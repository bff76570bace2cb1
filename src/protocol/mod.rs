//! # StarPRNT Protocol
//!
//! The subset of the StarPRNT command set a CloudPRNT printer needs to
//! understand in order to render a job.
//!
//! ## Module Structure
//!
//! - [`commands`]: Escape bytes and integer encoding
//! - [`raster`]: Raster graphics (ESC GS S) decoding into RGBA pixels
//!
//! ## Protocol Reference
//!
//! This implementation is based on "StarPRNT Command Specifications Rev. 4.10"
//! by Star Micronics Co., Ltd.

pub mod commands;
pub mod raster;

pub use raster::DecodedImage;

::::::

WHAT YOU SHOULD DO: Would you set the entries down again, exactly as they were written?

ANSWER:
repository bff76570bace2cb1
filename src/protocol/mod.rs
//! # StarPRNT Protocol
//!
//! The subset of the StarPRNT command set a CloudPRNT printer needs to
//! understand in order to render a job.
//!
//! ## Module Structure
//!
//! - [`commands`]: Escape bytes and integer encoding
//! - [`raster`]: Raster graphics (ESC GS S) decoding into RGBA pixels
//!
//! ## Protocol Reference
//!
//! This implementation is based on "StarPRNT Command Specifications Rev. 4.10"
//! by Star Micronics Co., Ltd.

pub mod commands;
pub mod raster;

pub use raster::DecodedImage;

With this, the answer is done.